Tensor non-Gaussianities from Non-minimal Coupling to the Inflaton

TL;DR

This paper explores how non-minimal coupling of extra massive spin-2 particles during inflation can generate significant tensor non-Gaussianities, with potential observational signatures in future gravitational wave detectors like LISA.

Contribution

It demonstrates that non-minimal coupling allows massive spin-2 particles to produce observable tensor non-Gaussianities, extending the understanding of inflationary tensor signals.

Findings

Tensor bispectrum depends on extra field mass and sound speed.

Shape-function of non-Gaussianities interpolates between local and equilateral.

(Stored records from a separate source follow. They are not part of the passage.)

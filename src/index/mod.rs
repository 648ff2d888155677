//! Indexer and searchable corpus.
//!
//! Maintains a corpus keyed by version_id, derived entirely from committed
//! [`crate::visibility::VisibilityEvent`]s. Only the visibility pipeline
//! worker may mutate it.

use std::collections::{HashMap, HashSet};

use parking_lot::RwLock;

use crate::anchor::{chunker, chunker::ChunkerConfig, Anchor};
use crate::error::{Result, ScriptoriumError};
use crate::ids::Id;
use crate::store::StoragePort;
use crate::visibility::VisibilityEvent;

/// An indexed chunk of a Version backed by an [`Anchor`].
#[derive(Debug, Clone)]
pub struct Passage {
    pub id: Id,
    pub note_id: Id,
    pub version_id: Id,
    pub anchor: Anchor,
    pub text: String,
    pub char_offset: usize,
    pub char_length: usize,
}

#[derive(Debug, Clone)]
pub struct ScoredPassage {
    pub passage: Passage,
    pub score: f64,
}

#[derive(Default)]
struct CorpusState {
    /// All passages for a version, keyed by version_id. Older versions'
    /// passages remain here and are queryable by id even after a rollback,
    /// but only the note's head version is part of the searchable set.
    passages_by_version: HashMap<Id, Vec<Passage>>,
    /// The searchable head set: note_id -> current indexed version_id.
    head_version_by_note: HashMap<Id, Id>,
    /// version_id -> collections it is visible in.
    collections_by_version: HashMap<Id, Vec<Id>>,
}

/// The searchable corpus. Cheap to clone (an `Arc` around this is expected
/// at the call site, matching how the rest of the crate shares state).
pub struct Corpus {
    state: RwLock<CorpusState>,
    chunker_config: ChunkerConfig,
}

impl Default for Corpus {
    fn default() -> Self {
        Self::new(ChunkerConfig::default())
    }
}

impl Corpus {
    pub fn new(chunker_config: ChunkerConfig) -> Self {
        Self {
            state: RwLock::default(),
            chunker_config,
        }
    }

    /// Commits one visibility event: fetches the Version, chunks it,
    /// mints Anchors, and replaces the note's head passage set.
    pub async fn commit_version(&self, store: &dyn StoragePort, event: &VisibilityEvent) -> Result<()> {
        let version = store.get_version(&event.version_id).await?;
        let chunks = chunker::chunk(&version.content_md, self.chunker_config)
            .map_err(|e| ScriptoriumError::IndexingFailure(e.to_string()))?;

        let mut passages = Vec::with_capacity(chunks.len());
        for chunk in chunks.iter() {
            let anchor = Anchor::mint(chunk);
            passages.push(Passage {
                id: crate::ids::Id::new(crate::ids::IdKind::Passage),
                note_id: event.note_id.clone(),
                version_id: event.version_id.clone(),
                anchor,
                text: chunk.text.clone(),
                char_offset: chunk.char_offset,
                char_length: chunk.char_length,
            });
        }

        let mut state = self.state.write();
        state
            .passages_by_version
            .insert(event.version_id.clone(), passages);
        state
            .head_version_by_note
            .insert(event.note_id.clone(), event.version_id.clone());
        state
            .collections_by_version
            .insert(event.version_id.clone(), event.collections.clone());
        Ok(())
    }

    /// Returns true if any version for `note_id` has ever been committed.
    pub fn has_committed(&self, note_id: &Id) -> bool {
        self.state.read().head_version_by_note.contains_key(note_id)
    }

    pub fn total_passages(&self) -> usize {
        self.state.read().passages_by_version.values().map(|v| v.len()).sum()
    }

    /// Returns up to `top_k` scored candidates, scoped to `collections`
    /// when provided.
    pub fn retrieve_candidates(&self, query: &str, collections: Option<&[Id]>, top_k: usize) -> Vec<ScoredPassage> {
        let query_tokens = query_token_set(query);
        if query_tokens.is_empty() {
            return Vec::new();
        }

        let state = self.state.read();
        let mut scored: Vec<ScoredPassage> = Vec::new();

        for version_id in state.head_version_by_note.values() {
            if let Some(wanted) = collections {
                let in_scope = state
                    .collections_by_version
                    .get(version_id)
                    .map(|cols| cols.iter().any(|c| wanted.contains(c)))
                    .unwrap_or(false);
                if !in_scope {
                    continue;
                }
            }
            if let Some(passages) = state.passages_by_version.get(version_id) {
                for passage in passages {
                    let score = overlap_score(&query_tokens, &passage.text);
                    if score > 0.0 {
                        scored.push(ScoredPassage {
                            passage: passage.clone(),
                            score,
                        });
                    }
                }
            }
        }

        scored.sort_by(|a, b| {
            b.score
                .partial_cmp(&a.score)
                .unwrap_or(std::cmp::Ordering::Equal)
                .then_with(|| a.passage.version_id.cmp(&b.passage.version_id))
                .then_with(|| a.passage.id.cmp(&b.passage.id))
        });
        scored.truncate(top_k);
        scored
    }

    /// Returns the stored passage text for a given passage id within a
    /// version's passage set, used to resolve citation snippets.
    pub fn passage_text(&self, version_id: &Id, passage_id: &Id) -> Option<String> {
        let state = self.state.read();
        state
            .passages_by_version
            .get(version_id)?
            .iter()
            .find(|p| &p.id == passage_id)
            .map(|p| p.text.clone())
    }
}

fn query_token_set(query: &str) -> HashSet<String> {
    crate::anchor::tokenizer::tokenize(&crate::anchor::tokenizer::normalize(query))
        .into_iter()
        .map(|t| t.text.to_lowercase())
        .collect()
}

fn overlap_score(query_tokens: &HashSet<String>, passage_text: &str) -> f64 {
    let passage_tokens: Vec<String> =
        crate::anchor::tokenizer::tokenize(&crate::anchor::tokenizer::normalize(passage_text))
            .into_iter()
            .map(|t| t.text.to_lowercase())
            .collect();
    if passage_tokens.is_empty() {
        return 0.0;
    }
    let matches = passage_tokens
        .iter()
        .filter(|t| query_tokens.contains(t.as_str()))
        .count();
    matches as f64 / passage_tokens.len() as f64
}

LISA can potentially detect the predicted tensor non-Gaussianities.

Abstract

Tensor non-Gaussianity represents an important future probe of the physics of inflation. Inspired by recent works, we elaborate further on the possibility of significant primordial tensor non-Gaussianities sourced by extra fields during inflation. Unitarity constraints limit the impact of extra (spinning) particle content by means of a lower bound on the corresponding mass spectrum. For spin-2 particles, this takes the form of the well-known Higuchi bound. Massive ($m\gtrsim H$) particles will typically decay during inflation unless they are non-minimally coupled to the inflaton sector: the inflating field "lifts" the dynamics of the extra field(s), effectively getting around the limits imposed by unitarity. There exist several models that realize such a mechanism, but we focus here on the set-up of [1] where, through an EFT approach, one is able to capture the essential features common to an entire class of theories. In the presence of an extra massive spin-2 particle, the interactions in the tensor sector mimic very closely those in the scalar sector of quasi-single-field inflationary models. We calculate the tensor bispectrum in different configurations and extract its dependence on the extra tensor sound speed. We show in detail how one may obtain significant tensor non-Gaussianities whose shape-function interpolates between local and equilateral, depending on the mass of the extra field. We also estimate the LISA response functions to a tensor bispectrum supporting the intermediate-type shapes we find.